Savannah State operates four colleges (College of Business Administration, College of Liberal Arts and Social Sciences, College of Sciences and Technology and the Savannah State University College of Education). In addition to four distinct academic colleges, the university also offers Office of Graduate Studies and Sponsored Research (OGSSR).  It also participates in research centers and programs at the Center for Teaching, Learning and Academic Support; Savannah Entrepreneurial Center; the Midtown Project; the Georgia Institute of Technology Regional Engineering Program (GTREP); and "A Collaboration to Integrate Research and Education in Marine and Environmental Science and Biotechnology" with the Skidaway Institute of Oceanography, part of the University of Georgia.

History

Establishment
Savannah State University was founded as a result of the Second Morrill Land Grant Act of August 30, 1890.  The act mandated that southern and border states develop land grant colleges for black students, as their systems were segregated. On November 26, 1890, the Georgia General Assembly passed legislation creating the Georgia State Industrial College for Colored Youth.

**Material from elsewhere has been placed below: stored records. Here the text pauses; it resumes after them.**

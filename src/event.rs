//! Notifications emitted by a [`Machine`](crate::Machine) and the terminal payloads of a
//! finished computation.

use std::time::Duration;

use serde::Serialize;

use crate::constraint::ConstraintViolation;
use crate::types::{trim, State, StepFault, Symbol, Transition};

/// Snapshot taken when a computation ends.
#[derive(Debug, Clone, PartialEq, Eq, Serialize)]
pub struct Report<S, T> {
    /// The state the machine ended in.
    pub state: State<S>,
    /// Number of transitions applied.
    pub step_count: u64,
    /// Total running time.
    pub duration: Duration,
    /// Raw contents of every tape, blanks included.
    pub tapes: Vec<Vec<Symbol<T>>>,
}

impl<S, T> Report<S, T> {
    /// Raw contents of the first tape.
    pub fn tape(&self) -> &[Symbol<T>] {
        self.tapes.first().map(Vec::as_slice).unwrap_or(&[])
    }

    /// Contents of the first tape with leading and trailing blanks removed.
    pub fn result(&self) -> &[Symbol<T>] {
        trim(self.tape())
    }
}

/// Why a computation was aborted. A cause is either a violation or a fault,
/// never both.
#[derive(Debug, Clone, PartialEq, Eq, Serialize)]
pub enum AbortCause {
    /// Explicit abort request without an underlying fault.
    Requested,
    /// A runtime constraint fired.
    Violation(ConstraintViolation),
    /// Applying a transition or evaluating a constraint failed.
    Fault(StepFault),
}

impl AbortCause {
    pub fn violation(&self) -> Option<&ConstraintViolation> {
        match self {
            AbortCause::Violation(violation) => Some(violation),
            _ => None,
        }
    }

    pub fn fault(&self) -> Option<&StepFault> {
        match self {
            AbortCause::Fault(fault) => Some(fault),
            _ => None,
        }
    }
}

/// How a computation ended.
#[derive(Debug, Clone, PartialEq, Eq, Serialize)]
pub enum Outcome<S, T> {
    /// The machine reached `Accept` or `Reject`.
    Terminated(Report<S, T>),
    /// The computation was stopped before reaching a finish state.
    Aborted {
        report: Report<S, T>,
        cause: AbortCause,
    },
}

impl<S, T> Outcome<S, T> {
    pub fn report(&self) -> &Report<S, T> {
        match self {
            Outcome::Terminated(report) | Outcome::Aborted { report, .. } => report,
        }
    }

    pub fn is_terminated(&self) -> bool {
        matches!(self, Outcome::Terminated(_))
    }

    /// Returns the abort cause, or `None` for a terminated computation.
    pub fn cause(&self) -> Option<&AbortCause> {
        match self {
            Outcome::Terminated(_) => None,
            Outcome::Aborted { cause, .. } => Some(cause),
        }
    }
}

/// A notification delivered to every registered [`Observer`].
#[derive(Debug, Clone, PartialEq, Eq, Serialize)]
pub enum MachineEvent<S, T> {
    /// A transition was applied.
    Stepped(Transition<S, T>),
    /// The computation reached a finish state.
    Terminated(Report<S, T>),
    /// The computation was aborted.
    Aborted {
        report: Report<S, T>,
        cause: AbortCause,
    },
}

impl<S, T> From<Outcome<S, T>> for MachineEvent<S, T> {
    fn from(outcome: Outcome<S, T>) -> Self {
        match outcome {
            Outcome::Terminated(report) => MachineEvent::Terminated(report),
            Outcome::Aborted { report, cause } => MachineEvent::Aborted { report, cause },
        }
    }
}

/// Receives machine notifications.
///
/// Observers run on whichever thread drove the step, after the machine has
/// released its internal locks, so they may call back into the machine.
pub trait Observer<S, T>: Send + Sync {
    fn on_event(&self, event: &MachineEvent<S, T>);
}

impl<S, T, F> Observer<S, T> for F
where
    F: Fn(&MachineEvent<S, T>) + Send + Sync,
{
    fn on_event(&self, event: &MachineEvent<S, T>) {
        self(event)
    }
}

#[cfg(test)]
mod tests {
    use super::*;
    use crate::types::{render, symbols};

    fn report() -> Report<u8, char> {
        Report {
            state: State::Accept,
            step_count: 3,
            duration: Duration::from_millis(2),
            tapes: vec![symbols("__ab_"), symbols("x")],
        }
    }

    #[test]
    fn test_report_result_is_trimmed_first_tape() {
        let report = report();

        assert_eq!(render(report.tape()), "__ab_");
        assert_eq!(render(report.result()), "ab");
    }

    #[test]
    fn test_report_without_tapes() {
        let report = Report::<u8, char> {
            tapes: Vec::new(),
            ..report()
        };

        assert!(report.tape().is_empty());
        assert!(report.result().is_empty());
    }

    #[test]
    fn test_outcome_accessors() {
        let terminated = Outcome::Terminated(report());
        assert!(terminated.is_terminated());
        assert_eq!(terminated.cause(), None);

        let aborted = Outcome::Aborted {
            report: report(),
            cause: AbortCause::Violation(ConstraintViolation::Cancelled),
        };
        assert!(!aborted.is_terminated());
        assert_eq!(
            aborted.cause().and_then(AbortCause::violation),
            Some(&ConstraintViolation::Cancelled)
        );
        assert_eq!(aborted.cause().and_then(AbortCause::fault), None);
        assert_eq!(aborted.report().step_count, 3);
    }

    #[test]
    fn test_outcome_into_event() {
        let event: MachineEvent<u8, char> = Outcome::Terminated(report()).into();
        assert!(matches!(event, MachineEvent::Terminated(r) if r.step_count == 3));
    }

    #[test]
    fn test_event_serialization() {
        let event: MachineEvent<u8, char> = MachineEvent::Aborted {
            report: report(),
            cause: AbortCause::Violation(ConstraintViolation::StepLimit { step_limit: 3 }),
        };

        let json = serde_json::to_value(&event).unwrap();
        assert_eq!(json["Aborted"]["report"]["state"], "Accept");
        assert_eq!(json["Aborted"]["report"]["step_count"], 3);
        assert_eq!(
            json["Aborted"]["cause"]["Violation"]["StepLimit"]["step_limit"],
            3
        );
    }
}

A preliminary session of the school was held in the Baxter Street School Building in Athens, where Richard R. Wright Sr. was principal. The college operated in Athens for several months in 1891 before moving to its permanent location in Savannah on October 7, 1891, with Wright as the first president. The school had five faculty members.  Its eight students were all graduates of Edmund Asa Ware High School, the first public high school for blacks in Augusta.

Early years
The college awarded its first baccalaureate degree in 1898. In 1921 the first female students were admitted as residents on the campus.  In 1928 the college became a full four-year degree-granting institution and ended the high school and normal school programs.  Normal schools had been created in the 19th century in many state systems in the United States, after the German model, to educate teachers for elementary school students.  With the expansion of towns across the US, and continuing issues in trying to educate four million freedmen and their descendants, there was an urgent need to establish many new schools and to quickly train teachers in the North and the South.  States used normal schools for training teachers for primary school grades and sometimes secondary school as well. Normal schools or colleges tended to have two or three-year programs.  Gradually the normal schools were converted to full colleges with four-year curricula, or were left behind.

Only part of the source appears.